L'Etat français sera-t-il le sauveur ou le fossoyeur de Manurhin ?

Par Michel Cabirol  |   |  550  mots
L'Etat a-t-il abandonné Manurhin? (Crédits : Manurhin)
L'entreprise centenaire Manurhin est proche de la sortie de route. Bruno Le Maire promet de trouver des solutions mais....

Bruno Le Maire sera-t-il sauveur de Manurhin, une entreprise centenaire ? Le ministre de l'Economie a promis mardi de trouver "toutes les solutions" pour le fabricant de machines de munitions "Made in France", placé sous le régime de la sauvegarde depuis juin 2017. D'autant que le président du directoire de Manurhin, Rémy Thannberger. qui emploie 190 salariés, a rendez-vous mercredi tôt à la chambre commerciale du Tribunal de grande instance de Mulhouse pour une nouvelle audience cruciale pour son avenir, dont l'issue pourrait être le dépôt de bilan ou bien prolongation de la période d'observation.

"Je crois que tous nos efforts doivent être mis pour trouver un repreneur de qualité, un investisseur de qualité qui offre des perspectives à l'entreprise Manurhin", a assuré Bruno Le Maire, qui répondait à l'Assemblée nationale à une question du député MoDem, Bruno Fuchs.

Si Bruno Le Maire a une solution, c'est le moment de la dégainer pour Manurhin, une "entreprise qui fait partie du patrimoine industriel de notre pays", au moment où celle-ci a précisément rendez-vous au Tribunal de grande instance, a-t-il rappelé. Mais le ministre n'a pas précisé si la solution devait intervenir avant ou après le redressement judiciaire de l'entreprise. Ni s'il avait une solution française ou étrangère. Selon nos informations, le groupe allemand Rheinmetall serait dans les starting-blocks pour s'offrir à moindre coût l'entreprise mulhousienne à la barre du tribunal. Avec l'appui de l'Etat ? En revanche, de source proche du dossier, une solution avant dépôt de bilan pourrait venir d'un important client du Golfe de Manurhin, Oman.
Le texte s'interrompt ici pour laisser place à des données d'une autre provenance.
//! Room → scene node builders.
//!
//! Pure functions: the same room and config always yield the same node
//! ids and transforms. Node ids are `<role>_<room name>`, so nodes from
//! different rooms never collide within one snapshot.
//!
//! World mapping: a room's ground-plane `x` is world X, its `y` is world
//! Z, and height runs along +Y. The door always sits on the southern edge
//! (`z = y + length`).

use std::f32::consts::PI;

use rand::rngs::StdRng;
use rand::{Rng, SeedableRng};

use crate::config::{ColorScheme, EngineConfig};
use crate::error::{EngineError, Result};
use crate::layout::{Feature, LayoutModel, Room};
use crate::math::Vec3;
use crate::scene::{Material, PickTarget, Primitive, SceneNode};

/// Plant pairs flanking the path, as fractions of the path length.
const PLANT_STATIONS: [f32; 2] = [0.3, 0.75];
/// Gap between the path edge and the plant pots.
const PLANT_SETBACK: f32 = 0.5;
const POT_RADIUS: f32 = 0.2;
const POT_HEIGHT: f32 = 0.35;
const FOLIAGE_RADIUS: f32 = 0.3;
const PATH_THICKNESS: f32 = 0.02;
const BED_HEIGHT: f32 = 0.5;
/// Interior floor sits just above the ground plane so picks land on it.
const FLOOR_LIFT: f32 = 0.01;

const ROOM_PALETTE: [[f32; 3]; 8] = [
    [0.60, 0.80, 1.00],
    [0.98, 0.80, 0.55],
    [0.70, 0.90, 0.70],
    [0.95, 0.70, 0.75],
    [0.80, 0.75, 0.95],
    [0.95, 0.92, 0.65],
    [0.65, 0.85, 0.85],
    [0.90, 0.78, 0.68],
];

const DOOR: Material = Material::rgb(0.45, 0.30, 0.18);
const PATH: Material = Material::rgb(0.72, 0.70, 0.66);
const POT: Material = Material::rgb(0.72, 0.38, 0.22);
const FOLIAGE: Material = Material::rgb(0.22, 0.55, 0.25);
const GLASS: Material = Material::rgb(0.55, 0.75, 0.95);
const ROOF: Material = Material::rgb(0.55, 0.22, 0.18);
const BED: Material = Material::rgb(0.90, 0.90, 0.95);
const FLOOR: Material = Material::rgb(0.76, 0.60, 0.42);
const WALL: Material = Material::rgb(0.93, 0.91, 0.86);
const CEILING: Material = Material::rgb(0.97, 0.97, 0.97);
const WOOD: Material = Material::rgb(0.50, 0.34, 0.20);
const METAL: Material = Material::rgb(0.30, 0.30, 0.32);
const BULB: Material = Material::glowing(1.0, 0.92, 0.70);
const GROUND: Material = Material::rgb(0.55, 0.68, 0.48);

/// Footprint (x, z) of a bed sized to the room.
fn bed_size(room: &Room) -> (f32, f32) {
    ((room.width * 0.35).min(1.0), (room.length * 0.6).min(2.0))
}

/// FNV-1a; stable across runs and platforms, unlike `DefaultHasher`.
fn name_hash(name: &str) -> u64 {
    let mut h: u64 = 0xcbf2_9ce4_8422_2325;
    for b in name.bytes() {
        h ^= b as u64;
        h = h.wrapping_mul(0x0000_0100_0000_01b3);
    }
    h
}

pub struct GeometryBuilder {
    config: EngineConfig,
}

impl GeometryBuilder {
    pub fn new(config: EngineConfig) -> Self {
        Self { config }
    }

    pub fn config(&self) -> &EngineConfig {
        &self.config
    }

    pub fn room_color(&self, room: &Room) -> Material {
        let h = name_hash(&room.name);
        match self.config.color_scheme {
            ColorScheme::Palette => {
                let [r, g, b] = ROOM_PALETTE[(h % ROOM_PALETTE.len() as u64) as usize];
                Material::rgb(r, g, b)
            }
            ColorScheme::Random { seed } => {
                let mut rng = StdRng::seed_from_u64(seed ^ h);
                Material::rgb(
                    rng.gen_range(0.45..0.95),
                    rng.gen_range(0.45..0.95),
                    rng.gen_range(0.45..0.95),
                )
            }
        }
    }

    /// Ground plane plus global lights. Installed once; survives clears.
    pub fn permanent_nodes(&self) -> Vec<SceneNode> {
        vec![
            SceneNode::new(
                "ground",
                Primitive::GroundPlane {
                    size: self.config.ground_size,
                },
                Vec3::ZERO,
            )
            .with_material(GROUND)
            .permanent(),
            SceneNode::new(
                "light_ambient",
                Primitive::AmbientLight { brightness: 500.0 },
                Vec3::ZERO,
            )
            .permanent(),
            SceneNode::new(
                "light_sun",
                Primitive::DirectionalLight {
                    illuminance: 2000.0,
                },
                Vec3::new(10.0, 20.0, 10.0),
            )
            .permanent(),
        ]
    }

    /// Exterior representation of one room.
    pub fn build(&self, room: &Room) -> Vec<SceneNode> {
        let mut nodes = vec![SceneNode::new(
            format!("room_{}", room.name),
            Primitive::Box {
                width: room.width,
                height: room.height,
                depth: room.length,
            },
            room.center(),
        )
        .with_material(self.room_color(room))];

        if room.has_door() {
            nodes.extend(self.door_approach(room));
        }
        for feature in &room.features {
            if let Some(node) = self.decoration(room, feature) {
                nodes.push(node);
            }
        }
        nodes
    }

    /// Exterior node sets for every room, in declaration order.
    pub fn build_exterior_scene(&self, layout: &LayoutModel) -> Vec<SceneNode> {
        layout.rooms().iter().flat_map(|r| self.build(r)).collect()
    }

    fn door_height(&self, room: &Room) -> f32 {
        self.config.door_height.min(room.height * 0.9)
    }

    fn door_width(&self, room: &Room) -> f32 {
        self.config.door_width.min(room.width * 0.8)
    }

    /// Door slab, garden path, and the plant pairs lining the path.
    fn door_approach(&self, room: &Room) -> Vec<SceneNode> {
        let cfg = &self.config;
        let door = room.door_point();
        let door_h = self.door_height(room);
        let door_w = self.door_width(room);
        let mut nodes = Vec::with_capacity(2 + PLANT_STATIONS.len() * 4);

        nodes.push(
            SceneNode::new(
                format!("door_{}", room.name),
                Primitive::Box {
                    width: door_w,
                    height: door_h,
                    depth: cfg.wall_thickness,
                },
                Vec3::new(door.x, door_h / 2.0, door.z + cfg.wall_thickness / 2.0),
            )
            .with_material(DOOR)
            .with_pick(PickTarget::Door {
                room: room.name.clone(),
            }),
        );

        nodes.push(
            SceneNode::new(
                format!("path_{}", room.name),
                Primitive::Box {
                    width: cfg.path_width,
                    height: PATH_THICKNESS,
                    depth: cfg.path_length,
                },
                Vec3::new(
                    door.x,
                    PATH_THICKNESS / 2.0,
                    door.z + cfg.path_length / 2.0,
                ),
            )
            .with_material(PATH),
        );

        let side = cfg.path_width / 2.0 + PLANT_SETBACK;
        let mut i = 0;
        for station in PLANT_STATIONS {
            let z = door.z + station * cfg.path_length;
            for dx in [-side, side] {
                let x = door.x + dx;
                nodes.push(
                    SceneNode::new(
                        format!("plant_pot{}_{}", i, room.name),
                        Primitive::Cylinder {
                            radius: POT_RADIUS,
                            height: POT_HEIGHT,
                        },
                        Vec3::new(x, POT_HEIGHT / 2.0, z),
                    )
                    .with_material(POT),
                );
                nodes.push(
                    SceneNode::new(
                        format!("plant_leaf{}_{}", i, room.name),
                        Primitive::Sphere {
                            radius: FOLIAGE_RADIUS,
                        },
                        Vec3::new(x, POT_HEIGHT + FOLIAGE_RADIUS * 0.8, z),
                    )
                    .with_material(FOLIAGE),
                );
                i += 1;
            }
        }
        nodes
    }

    /// Per-feature decorative primitive. Door geometry is handled by
    /// [`door_approach`](Self::door_approach); unknown tags draw nothing.
    fn decoration(&self, room: &Room, feature: &Feature) -> Option<SceneNode> {
        let c = room.center();
        let node = match feature {
            Feature::Door | Feature::Other(_) => return None,
            // West face, upper half.
            Feature::Window => SceneNode::new(
                format!("window_{}", room.name),
                Primitive::Box {
                    width: 0.05,
                    height: (room.height * 0.35).min(1.0),
                    depth: (room.length * 0.5).min(1.2),
                },
                Vec3::new(room.x - 0.03, room.height * 0.6, c.z),
            )
            .with_material(GLASS),
            // Overhanging slab on top.
            Feature::Roof => SceneNode::new(
                format!("roof_{}", room.name),
                Primitive::Box {
                    width: room.width + 0.4,
                    height: 0.15,
                    depth: room.length + 0.4,
                },
                Vec3::new(c.x, room.height + 0.075, c.z),
            )
            .with_material(ROOF),
            // Shrub off the north-west corner.
            Feature::Plant => SceneNode::new(
                format!("shrub_{}", room.name),
                Primitive::Sphere { radius: 0.35 },
                Vec3::new(room.x - 0.5, 0.35, room.y - 0.5),
            )
            .with_material(FOLIAGE),
            // Daybed outside the east wall.
            Feature::Bed => {
                let (w, l) = bed_size(room);
                SceneNode::new(
                    format!("bed_{}", room.name),
                    Primitive::Box {
                        width: w,
                        height: BED_HEIGHT,
                        depth: l,
                    },
                    Vec3::new(room.x + room.width + 0.1 + w / 2.0, BED_HEIGHT / 2.0, c.z),
                )
                .with_material(BED)
            }
        };
        Some(node)
    }

    /// Walkable interior of one room. The southern wall is left out so
    /// the doorway stays open.
    pub fn build_interior(&self, room: &Room) -> Result<Vec<SceneNode>> {
        if !room.has_door() {
            return Err(EngineError::PrimaryDoorMissing(room.name.clone()));
        }
        let cfg = &self.config;
        let t = cfg.wall_thickness;
        let (w, l, h) = (room.width, room.length, room.height);
        let c = room.center();
        let name = &room.name;

        let mut nodes = vec![
            SceneNode::new(
                format!("floor_{}", name),
                Primitive::Plane {
                    width: w,
                    length: l,
                },
                Vec3::new(c.x, FLOOR_LIFT, c.z),
            )
            .with_material(FLOOR)
            .with_pick(PickTarget::Floor),
            // North
            SceneNode::new(
                format!("wall0_{}", name),
                Primitive::Box {
                    width: w,
                    height: h,
                    depth: t,
                },
                Vec3::new(c.x, h / 2.0, room.y),
            )
            .with_material(WALL),
            // West
            SceneNode::new(
                format!("wall1_{}", name),
                Primitive::Box {
                    width: t,
                    height: h,
                    depth: l,
                },
                Vec3::new(room.x, h / 2.0, c.z),
            )
            .with_material(WALL),
            // East
            SceneNode::new(
                format!("wall2_{}", name),
                Primitive::Box {
                    width: t,
                    height: h,
                    depth: l,
                },
                Vec3::new(room.x + w, h / 2.0, c.z),
            )
            .with_material(WALL),
            SceneNode::new(
                format!("ceiling_{}", name),
                Primitive::Plane {
                    width: w,
                    length: l,
                },
                Vec3::new(c.x, h, c.z),
            )
            .with_rotation(Vec3::new(PI, 0.0, 0.0))
            .with_material(CEILING),
        ];

        // Door leaf swung inward against the west jamb of the opening.
        let door = room.door_point();
        let door_w = self.door_width(room);
        let door_h = self.door_height(room);
        nodes.push(
            SceneNode::new(
                format!("door_{}", name),
                Primitive::Box {
                    width: 0.05,
                    height: door_h,
                    depth: door_w,
                },
                Vec3::new(door.x - door_w / 2.0, door_h / 2.0, door.z - door_w / 2.0),
            )
            .with_material(DOOR)
            .with_pick(PickTarget::Door { room: name.clone() }),
        );

        let lamp_x = room.x + w * 0.85;
        let lamp_z = room.y + l * 0.15;
        let pole_h = (h * 0.6).min(1.5);
        let table_r = w.min(l) * 0.12;
        nodes.extend([
            SceneNode::new(
                format!("bench_{}", name),
                Primitive::Box {
                    width: w * 0.4,
                    height: 0.45,
                    depth: 0.5,
                },
                Vec3::new(room.x + w * 0.3, 0.225, room.y + l * 0.15),
            )
            .with_material(WOOD),
            SceneNode::new(
                format!("table_{}", name),
                Primitive::Cylinder {
                    radius: table_r,
                    height: 0.75,
                },
                Vec3::new(c.x, 0.375, c.z),
            )
            .with_material(WOOD),
            SceneNode::new(
                format!("lamp_pole_{}", name),
                Primitive::Cylinder {
                    radius: 0.04,
                    height: pole_h,
                },
                Vec3::new(lamp_x, pole_h / 2.0, lamp_z),
            )
            .with_material(METAL),
            SceneNode::new(
                format!("lamp_bulb_{}", name),
                Primitive::Sphere { radius: 0.15 },
                Vec3::new(lamp_x, pole_h + 0.15, lamp_z),
            )
            .with_material(BULB),
        ]);

        // Along the east wall, south of the lamp.
        if room.has(&Feature::Bed) {
            let (bed_w, bed_l) = bed_size(room);
            nodes.push(
                SceneNode::new(
                    format!("bed_{}", name),
                    Primitive::Box {
                        width: bed_w,
                        height: BED_HEIGHT,
                        depth: bed_l,
                    },
                    Vec3::new(
                        room.x + w - t / 2.0 - bed_w / 2.0,
                        BED_HEIGHT / 2.0,
                        c.z + l * 0.1,
                    ),
                )
                .with_material(BED),
            );
        }
        Ok(nodes)
    }
}

impl Default for GeometryBuilder {
    fn default() -> Self {
        Self::new(EngineConfig::default())
    }
}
Ce poker menteur pourrait être in fine préjudiciable à l'entreprise mulhousienne.

Une aide de l'Etat, quelle aide ?

A l'Assemblée nationale, Bruno Le Maire a affirmé que l'Etat avait "apporté tous les soutiens financiers qu'il pouvait apporter". Selon le ministre, "nous avons apporté 12 millions d'euros de garanties à l'exportation. Nous avons débloqué 5 millions d'euros au titre de l'article 90 du Trésor pour aider au financement de l'entreprise, dont 2,8 millions ont déjà été débloqués". C'est vrai mais c'était bien avant les très graves problèmes que  Manurhin a rencontré depuis deux ans. Car le fabricant de machines de munitions n'a reçu aucun euro de l'Etat français depuis 2015 et aucune couverture de la Coface puis de Bpifrance depuis le désengagement des groupes publics du capital en 2016, selon une source proche du dossier. Ainsi, deux des plus importants contrats de Manurhin n'ont fait l'objet d'aucune garantie publique française : Oman (70 millions d'euros) et Pakistan (56 millions), qui est cours d'exécution.

"Il se trouve que tous ces soutiens financiers qui ont été apportés par l'Etat n'ont pas permis à l'entreprise de se redresser et de garnir à nouveau de manière satisfaisante le carnet comptable et le carnet de commandes de l'entreprise, a pourtant jugé le ministre. Ce qui est inexact. Car l'Etat semble avoir "abandonné" Manurhin à son sort depuis 2015. Par ailleurs, l'entreprise revendique un carnet de commandes stable de 100 millions d'euros. Et pourrait même décrocher un contrat d'un peu plus de 50 millions d'euros au Turkménistan. Si Manurhin n'avait pas des problèmes récurrents de trésorerie et de financement à l'export, le leader mondial de son secteur serait vraiment en forme. A qui la faute?